- [Provided information]:
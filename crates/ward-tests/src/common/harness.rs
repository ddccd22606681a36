// SPDX-License-Identifier: PolyForm-Noncommercial-1.0.0
// Copyright (c) 2025 Sylvex. All rights reserved.

//! # Test Harness
//!
//! A temporary data tree laid out the way ward expects:
//!
//! ```text
//! <tmp>/
//! ├── GlobalGroups.yml
//! ├── backup/
//! └── scopes/
//!     └── <scope>/{groups.yml, users.yml}
//! ```
//!
//! The tree is removed when the harness is dropped.

use std::fs::{self, File};
use std::path::{Path, PathBuf};
use std::sync::Arc;
use std::time::{Duration, SystemTime};

use tempfile::TempDir;

use ward_core::StaticHost;
use ward_registry::{ScopeRegistry, ScopeRegistryBuilder};
use ward_store::{YamlSource, GROUPS_FILE, USERS_FILE};

use super::mocks::RecordingNotifier;

// =============================================================================
// Test Harness
// =============================================================================

/// Temporary data tree plus the collaborators a registry needs.
pub struct TestHarness {
    dir: TempDir,
    host: Arc<StaticHost>,
    notifier: Arc<RecordingNotifier>,
}

impl Default for TestHarness {
    fn default() -> Self {
        Self::new()
    }
}

impl TestHarness {
    /// Creates an empty data tree whose host reports no active scopes.
    pub fn new() -> Self {
        Self::with_active_scopes(Vec::<String>::new())
    }

    /// Creates an empty data tree whose host reports `scopes` as active.
    pub fn with_active_scopes<I, S>(scopes: I) -> Self
    where
        I: IntoIterator<Item = S>,
        S: Into<String>,
    {
        super::init_test_logging();
        Self {
            dir: super::temp_test_dir("ward_test_"),
            host: Arc::new(StaticHost::new(scopes)),
            notifier: Arc::new(RecordingNotifier::new()),
        }
    }

    // =========================================================================
    // Paths
    // =========================================================================

    /// Returns the data root.
    pub fn root(&self) -> &Path {
        self.dir.path()
    }

    /// Returns the scopes directory.
    pub fn scopes_path(&self) -> PathBuf {
        self.root().join("scopes")
    }

    /// Returns the backup directory.
    pub fn backup_path(&self) -> PathBuf {
        self.root().join("backup")
    }

    /// Returns the global groups document path.
    pub fn global_path(&self) -> PathBuf {
        self.root().join("GlobalGroups.yml")
    }

    /// Returns the groups document path of `scope`.
    pub fn groups_path(&self, scope: &str) -> PathBuf {
        self.scopes_path().join(scope).join(GROUPS_FILE)
    }

    /// Returns the users document path of `scope`.
    pub fn users_path(&self, scope: &str) -> PathBuf {
        self.scopes_path().join(scope).join(USERS_FILE)
    }

    // =========================================================================
    // Collaborators
    // =========================================================================

    /// Returns a persistence source over this tree.
    pub fn source(&self) -> YamlSource {
        YamlSource::new(self.scopes_path(), self.backup_path(), self.global_path())
    }

    /// Returns a registry builder wired to this tree, host and notifier.
    pub fn registry(&self) -> ScopeRegistryBuilder {
        ScopeRegistry::builder(self.source())
            .host(self.host.clone())
            .notifier(self.notifier.clone())
    }

    /// Builds and loads a registry with the stock scope names.
    pub fn loaded_registry(&self) -> ScopeRegistry {
        let registry = self.registry().build().expect("Failed to build registry");
        registry.reset().expect("Failed to load registry");
        registry
    }

    /// Returns the host.
    pub fn host(&self) -> &StaticHost {
        &self.host
    }

    /// Returns the recording notifier.
    pub fn notifier(&self) -> &RecordingNotifier {
        &self.notifier
    }

    // =========================================================================
    // Files
    // =========================================================================

    /// Writes the groups document of `scope`.
    pub fn write_groups(&self, scope: &str, text: &str) {
        write_file(&self.groups_path(scope), text);
    }

    /// Writes the users document of `scope`.
    pub fn write_users(&self, scope: &str, text: &str) {
        write_file(&self.users_path(scope), text);
    }

    /// Writes the global groups document.
    pub fn write_global(&self, text: &str) {
        write_file(&self.global_path(), text);
    }

    /// Rewrites `path` as another process would, leaving it with a
    /// modification time clearly after anything loaded so far.
    pub fn edit_externally(&self, path: &Path, text: &str) {
        write_file(path, text);
        let later = SystemTime::now() + Duration::from_secs(60);
        File::options()
            .write(true)
            .open(path)
            .and_then(|f| f.set_modified(later))
            .expect("Failed to set modification time");
    }

    /// Reads a file.
    pub fn read(&self, path: &Path) -> String {
        fs::read_to_string(path).expect("Failed to read file")
    }

    /// Returns the files in the backup directory, sorted.
    pub fn backups(&self) -> Vec<PathBuf> {
        let Ok(entries) = fs::read_dir(self.backup_path()) else {
            return Vec::new();
        };
        let mut files: Vec<PathBuf> = entries.filter_map(|e| e.ok()).map(|e| e.path()).collect();
        files.sort();
        files
    }
}

fn write_file(path: &Path, text: &str) {
    if let Some(parent) = path.parent() {
        fs::create_dir_all(parent).expect("Failed to create directory");
    }
    fs::write(path, text).expect("Failed to write file");
}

- [Work task]:
An exact transcript of all the records is the expected result.

- [Exercise response]:
filename crates/ward-tests/src/common/harness.rs
repository ddccd22606681a36
// SPDX-License-Identifier: PolyForm-Noncommercial-1.0.0
// Copyright (c) 2025 Sylvex. All rights reserved.

//! # Test Harness
//!
//! A temporary data tree laid out the way ward expects:
//!
//! ```text
//! <tmp>/
//! ├── GlobalGroups.yml
//! ├── backup/
//! └── scopes/
//!     └── <scope>/{groups.yml, users.yml}
//! ```
//!
//! The tree is removed when the harness is dropped.

use std::fs::{self, File};
use std::path::{Path, PathBuf};
use std::sync::Arc;
use std::time::{Duration, SystemTime};

use tempfile::TempDir;

use ward_core::StaticHost;
use ward_registry::{ScopeRegistry, ScopeRegistryBuilder};
use ward_store::{YamlSource, GROUPS_FILE, USERS_FILE};

use super::mocks::RecordingNotifier;

// =============================================================================
// Test Harness
// =============================================================================

/// Temporary data tree plus the collaborators a registry needs.
pub struct TestHarness {
    dir: TempDir,
    host: Arc<StaticHost>,
    notifier: Arc<RecordingNotifier>,
}

impl Default for TestHarness {
    fn default() -> Self {
        Self::new()
    }
}

impl TestHarness {
    /// Creates an empty data tree whose host reports no active scopes.
    pub fn new() -> Self {
        Self::with_active_scopes(Vec::<String>::new())
    }

    /// Creates an empty data tree whose host reports `scopes` as active.
    pub fn with_active_scopes<I, S>(scopes: I) -> Self
    where
        I: IntoIterator<Item = S>,
        S: Into<String>,
    {
        super::init_test_logging();
        Self {
            dir: super::temp_test_dir("ward_test_"),
            host: Arc::new(StaticHost::new(scopes)),
            notifier: Arc::new(RecordingNotifier::new()),
        }
    }

    // =========================================================================
    // Paths
    // =========================================================================

    /// Returns the data root.
    pub fn root(&self) -> &Path {
        self.dir.path()
    }

    /// Returns the scopes directory.
    pub fn scopes_path(&self) -> PathBuf {
        self.root().join("scopes")
    }

    /// Returns the backup directory.
    pub fn backup_path(&self) -> PathBuf {
        self.root().join("backup")
    }

    /// Returns the global groups document path.
    pub fn global_path(&self) -> PathBuf {
        self.root().join("GlobalGroups.yml")
    }

    /// Returns the groups document path of `scope`.
    pub fn groups_path(&self, scope: &str) -> PathBuf {
        self.scopes_path().join(scope).join(GROUPS_FILE)
    }

    /// Returns the users document path of `scope`.
    pub fn users_path(&self, scope: &str) -> PathBuf {
        self.scopes_path().join(scope).join(USERS_FILE)
    }

    // =========================================================================
    // Collaborators
    // =========================================================================

    /// Returns a persistence source over this tree.
    pub fn source(&self) -> YamlSource {
        YamlSource::new(self.scopes_path(), self.backup_path(), self.global_path())
    }

    /// Returns a registry builder wired to this tree, host and notifier.
    pub fn registry(&self) -> ScopeRegistryBuilder {
        ScopeRegistry::builder(self.source())
            .host(self.host.clone())
            .notifier(self.notifier.clone())
    }

    /// Builds and loads a registry with the stock scope names.
    pub fn loaded_registry(&self) -> ScopeRegistry {
        let registry = self.registry().build().expect("Failed to build registry");
        registry.reset().expect("Failed to load registry");
        registry
    }

    /// Returns the host.
    pub fn host(&self) -> &StaticHost {
        &self.host
    }

    /// Returns the recording notifier.
    pub fn notifier(&self) -> &RecordingNotifier {
        &self.notifier
    }

    // =========================================================================
    // Files
    // =========================================================================

    /// Writes the groups document of `scope`.
    pub fn write_groups(&self, scope: &str, text: &str) {
        write_file(&self.groups_path(scope), text);
    }

    /// Writes the users document of `scope`.
    pub fn write_users(&self, scope: &str, text: &str) {
        write_file(&self.users_path(scope), text);
    }

    /// Writes the global groups document.
    pub fn write_global(&self, text: &str) {
        write_file(&self.global_path(), text);
    }

    /// Rewrites `path` as another process would, leaving it with a
    /// modification time clearly after anything loaded so far.
    pub fn edit_externally(&self, path: &Path, text: &str) {
        write_file(path, text);
        let later = SystemTime::now() + Duration::from_secs(60);
        File::options()
            .write(true)
            .open(path)
            .and_then(|f| f.set_modified(later))
            .expect("Failed to set modification time");
    }

    /// Reads a file.
    pub fn read(&self, path: &Path) -> String {
        fs::read_to_string(path).expect("Failed to read file")
    }

    /// Returns the files in the backup directory, sorted.
    pub fn backups(&self) -> Vec<PathBuf> {
        let Ok(entries) = fs::read_dir(self.backup_path()) else {
            return Vec::new();
        };
        let mut files: Vec<PathBuf> = entries.filter_map(|e| e.ok()).map(|e| e.path()).collect();
        files.sort();
        files
    }
}

fn write_file(path: &Path, text: &str) {
    if let Some(parent) = path.parent() {
        fs::create_dir_all(parent).expect("Failed to create directory");
    }
    fs::write(path, text).expect("Failed to write file");
}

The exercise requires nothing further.